* [The task]
Go through the data and copy each line where the word "AsRef" shows up.

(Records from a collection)
--------------------------------------------------
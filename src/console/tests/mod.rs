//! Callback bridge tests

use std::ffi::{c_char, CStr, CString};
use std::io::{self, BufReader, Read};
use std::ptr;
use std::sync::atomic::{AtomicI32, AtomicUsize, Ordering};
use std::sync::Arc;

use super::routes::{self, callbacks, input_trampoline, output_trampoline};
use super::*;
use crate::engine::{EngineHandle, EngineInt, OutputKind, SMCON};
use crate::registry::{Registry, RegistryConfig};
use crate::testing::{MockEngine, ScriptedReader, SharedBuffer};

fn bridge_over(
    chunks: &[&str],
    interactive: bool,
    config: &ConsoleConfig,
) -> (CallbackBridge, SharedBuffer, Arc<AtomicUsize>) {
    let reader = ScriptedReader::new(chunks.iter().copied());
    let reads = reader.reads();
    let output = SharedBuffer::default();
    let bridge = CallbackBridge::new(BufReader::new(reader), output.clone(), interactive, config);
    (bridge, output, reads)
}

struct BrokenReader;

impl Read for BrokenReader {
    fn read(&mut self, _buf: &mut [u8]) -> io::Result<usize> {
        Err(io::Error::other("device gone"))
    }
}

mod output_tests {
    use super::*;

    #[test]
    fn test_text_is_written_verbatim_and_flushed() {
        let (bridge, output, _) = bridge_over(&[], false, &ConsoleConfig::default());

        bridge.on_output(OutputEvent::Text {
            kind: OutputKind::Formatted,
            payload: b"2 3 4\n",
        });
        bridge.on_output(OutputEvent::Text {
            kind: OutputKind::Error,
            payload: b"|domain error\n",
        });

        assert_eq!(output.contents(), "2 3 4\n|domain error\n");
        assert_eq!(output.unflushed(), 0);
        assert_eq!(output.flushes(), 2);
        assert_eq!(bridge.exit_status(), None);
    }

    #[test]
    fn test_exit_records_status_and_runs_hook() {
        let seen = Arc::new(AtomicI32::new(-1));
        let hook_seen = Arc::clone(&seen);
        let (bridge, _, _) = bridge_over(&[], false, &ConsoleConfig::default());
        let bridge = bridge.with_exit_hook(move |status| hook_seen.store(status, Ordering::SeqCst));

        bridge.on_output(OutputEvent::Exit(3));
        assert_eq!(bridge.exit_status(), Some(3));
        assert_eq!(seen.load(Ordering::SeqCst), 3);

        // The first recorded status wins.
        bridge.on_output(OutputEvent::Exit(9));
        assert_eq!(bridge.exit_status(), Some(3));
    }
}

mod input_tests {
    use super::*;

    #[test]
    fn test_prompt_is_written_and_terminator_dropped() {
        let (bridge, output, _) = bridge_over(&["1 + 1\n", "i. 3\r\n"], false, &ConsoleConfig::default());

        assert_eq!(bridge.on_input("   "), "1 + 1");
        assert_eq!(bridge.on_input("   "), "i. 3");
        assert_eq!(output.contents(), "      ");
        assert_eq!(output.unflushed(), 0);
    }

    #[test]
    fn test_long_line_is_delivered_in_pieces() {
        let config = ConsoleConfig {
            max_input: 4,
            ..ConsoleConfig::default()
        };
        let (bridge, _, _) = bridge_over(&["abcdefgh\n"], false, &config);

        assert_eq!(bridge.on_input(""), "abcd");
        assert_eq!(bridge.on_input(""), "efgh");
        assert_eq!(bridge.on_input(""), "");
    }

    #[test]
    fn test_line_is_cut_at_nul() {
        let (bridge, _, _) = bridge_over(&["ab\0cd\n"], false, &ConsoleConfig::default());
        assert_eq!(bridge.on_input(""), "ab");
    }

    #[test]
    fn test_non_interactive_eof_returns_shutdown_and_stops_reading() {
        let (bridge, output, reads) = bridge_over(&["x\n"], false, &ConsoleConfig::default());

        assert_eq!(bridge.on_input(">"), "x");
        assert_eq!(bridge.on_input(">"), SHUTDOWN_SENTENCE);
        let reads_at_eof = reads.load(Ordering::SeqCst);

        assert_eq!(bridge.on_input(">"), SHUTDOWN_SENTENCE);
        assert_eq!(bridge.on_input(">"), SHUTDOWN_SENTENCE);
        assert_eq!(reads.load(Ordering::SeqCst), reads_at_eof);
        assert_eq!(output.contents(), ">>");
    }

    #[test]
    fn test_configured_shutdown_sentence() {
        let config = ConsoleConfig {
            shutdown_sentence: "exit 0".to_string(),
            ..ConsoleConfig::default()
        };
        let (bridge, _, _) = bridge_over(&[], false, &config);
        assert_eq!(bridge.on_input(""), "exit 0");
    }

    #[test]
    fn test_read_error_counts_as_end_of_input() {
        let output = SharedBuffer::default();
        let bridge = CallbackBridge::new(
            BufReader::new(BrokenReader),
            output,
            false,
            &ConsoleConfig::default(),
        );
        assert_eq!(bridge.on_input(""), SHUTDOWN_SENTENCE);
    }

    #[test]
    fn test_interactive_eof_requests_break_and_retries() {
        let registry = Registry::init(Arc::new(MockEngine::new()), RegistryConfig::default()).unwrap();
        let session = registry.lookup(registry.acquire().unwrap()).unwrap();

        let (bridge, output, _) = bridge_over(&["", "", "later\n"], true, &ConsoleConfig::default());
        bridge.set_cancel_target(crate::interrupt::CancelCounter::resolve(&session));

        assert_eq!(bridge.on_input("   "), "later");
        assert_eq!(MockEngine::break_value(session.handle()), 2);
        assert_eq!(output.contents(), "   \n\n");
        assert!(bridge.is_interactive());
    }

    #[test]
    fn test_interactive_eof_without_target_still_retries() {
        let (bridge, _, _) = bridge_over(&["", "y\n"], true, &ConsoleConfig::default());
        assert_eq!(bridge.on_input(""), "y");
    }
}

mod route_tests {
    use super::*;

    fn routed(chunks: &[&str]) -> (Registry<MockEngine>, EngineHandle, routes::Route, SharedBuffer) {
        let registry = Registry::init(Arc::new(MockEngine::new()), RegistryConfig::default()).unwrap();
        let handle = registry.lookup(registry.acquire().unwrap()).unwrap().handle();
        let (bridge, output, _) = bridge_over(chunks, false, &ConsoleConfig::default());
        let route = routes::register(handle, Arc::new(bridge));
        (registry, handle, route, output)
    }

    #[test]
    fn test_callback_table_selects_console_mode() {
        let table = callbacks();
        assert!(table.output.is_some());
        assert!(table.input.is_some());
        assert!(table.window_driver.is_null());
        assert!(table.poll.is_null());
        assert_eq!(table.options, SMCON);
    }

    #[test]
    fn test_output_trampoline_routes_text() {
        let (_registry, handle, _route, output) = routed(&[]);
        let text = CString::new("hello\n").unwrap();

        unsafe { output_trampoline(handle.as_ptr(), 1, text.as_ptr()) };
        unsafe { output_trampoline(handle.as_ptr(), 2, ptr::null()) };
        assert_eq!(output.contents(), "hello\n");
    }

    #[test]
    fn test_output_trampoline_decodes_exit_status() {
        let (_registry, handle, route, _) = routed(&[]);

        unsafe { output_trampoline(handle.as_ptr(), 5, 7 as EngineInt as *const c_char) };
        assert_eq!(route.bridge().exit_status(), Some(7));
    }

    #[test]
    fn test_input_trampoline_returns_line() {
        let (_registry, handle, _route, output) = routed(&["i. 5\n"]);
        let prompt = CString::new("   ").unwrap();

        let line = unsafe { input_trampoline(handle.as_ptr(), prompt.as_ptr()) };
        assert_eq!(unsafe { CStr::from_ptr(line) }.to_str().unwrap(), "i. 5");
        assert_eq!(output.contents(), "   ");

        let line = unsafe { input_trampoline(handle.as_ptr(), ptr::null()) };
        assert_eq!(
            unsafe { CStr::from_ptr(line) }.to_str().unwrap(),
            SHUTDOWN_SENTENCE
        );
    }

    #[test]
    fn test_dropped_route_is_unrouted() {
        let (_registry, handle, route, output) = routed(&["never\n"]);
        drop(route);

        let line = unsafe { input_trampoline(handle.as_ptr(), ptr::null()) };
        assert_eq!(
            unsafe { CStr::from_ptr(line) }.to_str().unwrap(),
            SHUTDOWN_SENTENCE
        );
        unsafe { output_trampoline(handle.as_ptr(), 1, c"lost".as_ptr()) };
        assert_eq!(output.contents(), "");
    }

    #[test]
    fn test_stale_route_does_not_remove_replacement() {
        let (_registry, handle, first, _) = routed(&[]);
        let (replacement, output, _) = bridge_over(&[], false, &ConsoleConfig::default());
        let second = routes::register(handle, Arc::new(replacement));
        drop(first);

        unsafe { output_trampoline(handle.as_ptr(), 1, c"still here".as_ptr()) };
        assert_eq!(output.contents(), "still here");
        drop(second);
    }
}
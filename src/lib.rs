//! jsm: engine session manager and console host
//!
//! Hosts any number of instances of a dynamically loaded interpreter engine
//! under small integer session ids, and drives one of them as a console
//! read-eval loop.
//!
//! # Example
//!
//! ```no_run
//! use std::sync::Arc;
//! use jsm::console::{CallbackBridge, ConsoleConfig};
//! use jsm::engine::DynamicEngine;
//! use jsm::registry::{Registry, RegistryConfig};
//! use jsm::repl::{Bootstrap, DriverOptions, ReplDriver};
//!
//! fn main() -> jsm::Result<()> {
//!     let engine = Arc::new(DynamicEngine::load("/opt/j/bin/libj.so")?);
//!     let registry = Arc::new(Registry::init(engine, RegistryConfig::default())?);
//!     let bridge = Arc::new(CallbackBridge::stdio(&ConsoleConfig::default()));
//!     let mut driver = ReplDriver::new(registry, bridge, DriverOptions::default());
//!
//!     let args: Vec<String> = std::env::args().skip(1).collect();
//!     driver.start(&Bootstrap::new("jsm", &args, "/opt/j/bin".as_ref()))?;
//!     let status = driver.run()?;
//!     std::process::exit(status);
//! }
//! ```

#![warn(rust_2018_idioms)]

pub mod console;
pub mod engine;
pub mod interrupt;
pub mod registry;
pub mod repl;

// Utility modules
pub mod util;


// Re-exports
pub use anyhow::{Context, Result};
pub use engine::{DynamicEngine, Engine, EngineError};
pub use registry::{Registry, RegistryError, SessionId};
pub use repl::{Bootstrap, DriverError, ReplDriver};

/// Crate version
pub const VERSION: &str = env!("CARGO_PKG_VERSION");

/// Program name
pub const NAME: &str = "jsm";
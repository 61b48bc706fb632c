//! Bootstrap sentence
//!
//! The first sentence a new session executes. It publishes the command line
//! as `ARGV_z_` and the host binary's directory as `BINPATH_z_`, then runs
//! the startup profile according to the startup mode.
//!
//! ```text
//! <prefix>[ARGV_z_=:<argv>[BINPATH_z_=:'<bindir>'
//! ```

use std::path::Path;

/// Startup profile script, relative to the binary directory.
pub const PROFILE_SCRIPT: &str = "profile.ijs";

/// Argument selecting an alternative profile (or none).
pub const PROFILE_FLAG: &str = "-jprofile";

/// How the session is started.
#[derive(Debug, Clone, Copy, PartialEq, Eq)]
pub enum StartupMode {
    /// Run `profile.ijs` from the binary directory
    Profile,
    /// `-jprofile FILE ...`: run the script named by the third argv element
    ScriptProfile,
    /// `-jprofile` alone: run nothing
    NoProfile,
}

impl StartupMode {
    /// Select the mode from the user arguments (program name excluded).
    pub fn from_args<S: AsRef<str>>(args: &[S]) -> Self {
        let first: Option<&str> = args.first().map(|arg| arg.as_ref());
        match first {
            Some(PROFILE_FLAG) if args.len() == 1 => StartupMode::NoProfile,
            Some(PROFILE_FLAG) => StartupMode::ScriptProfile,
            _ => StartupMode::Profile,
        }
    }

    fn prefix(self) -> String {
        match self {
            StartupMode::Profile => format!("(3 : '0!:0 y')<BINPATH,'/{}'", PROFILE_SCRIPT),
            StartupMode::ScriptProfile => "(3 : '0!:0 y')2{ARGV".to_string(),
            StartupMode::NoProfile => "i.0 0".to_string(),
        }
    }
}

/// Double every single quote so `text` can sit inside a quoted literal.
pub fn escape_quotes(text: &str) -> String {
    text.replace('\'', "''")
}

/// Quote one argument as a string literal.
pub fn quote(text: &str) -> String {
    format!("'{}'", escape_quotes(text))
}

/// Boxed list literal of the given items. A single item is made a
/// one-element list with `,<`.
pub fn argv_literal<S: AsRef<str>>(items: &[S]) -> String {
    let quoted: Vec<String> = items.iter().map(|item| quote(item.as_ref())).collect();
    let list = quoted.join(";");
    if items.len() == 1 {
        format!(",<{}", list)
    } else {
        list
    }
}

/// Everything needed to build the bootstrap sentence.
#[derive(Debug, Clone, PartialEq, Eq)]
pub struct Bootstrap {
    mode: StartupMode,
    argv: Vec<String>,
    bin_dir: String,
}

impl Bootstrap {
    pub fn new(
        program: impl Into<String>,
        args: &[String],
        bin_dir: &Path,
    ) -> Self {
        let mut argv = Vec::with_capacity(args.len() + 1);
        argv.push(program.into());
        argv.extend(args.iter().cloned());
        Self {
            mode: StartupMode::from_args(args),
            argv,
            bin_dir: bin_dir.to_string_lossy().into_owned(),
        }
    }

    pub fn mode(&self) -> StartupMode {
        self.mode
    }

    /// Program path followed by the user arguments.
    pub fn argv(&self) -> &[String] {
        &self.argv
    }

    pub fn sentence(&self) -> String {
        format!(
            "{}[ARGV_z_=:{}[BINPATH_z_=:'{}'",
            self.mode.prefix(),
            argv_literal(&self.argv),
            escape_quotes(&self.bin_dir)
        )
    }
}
--------------------------------------------------
* [Response area]
    pub fn from_args<S: AsRef<str>>(args: &[S]) -> Self {
pub fn argv_literal<S: AsRef<str>>(items: &[S]) -> String {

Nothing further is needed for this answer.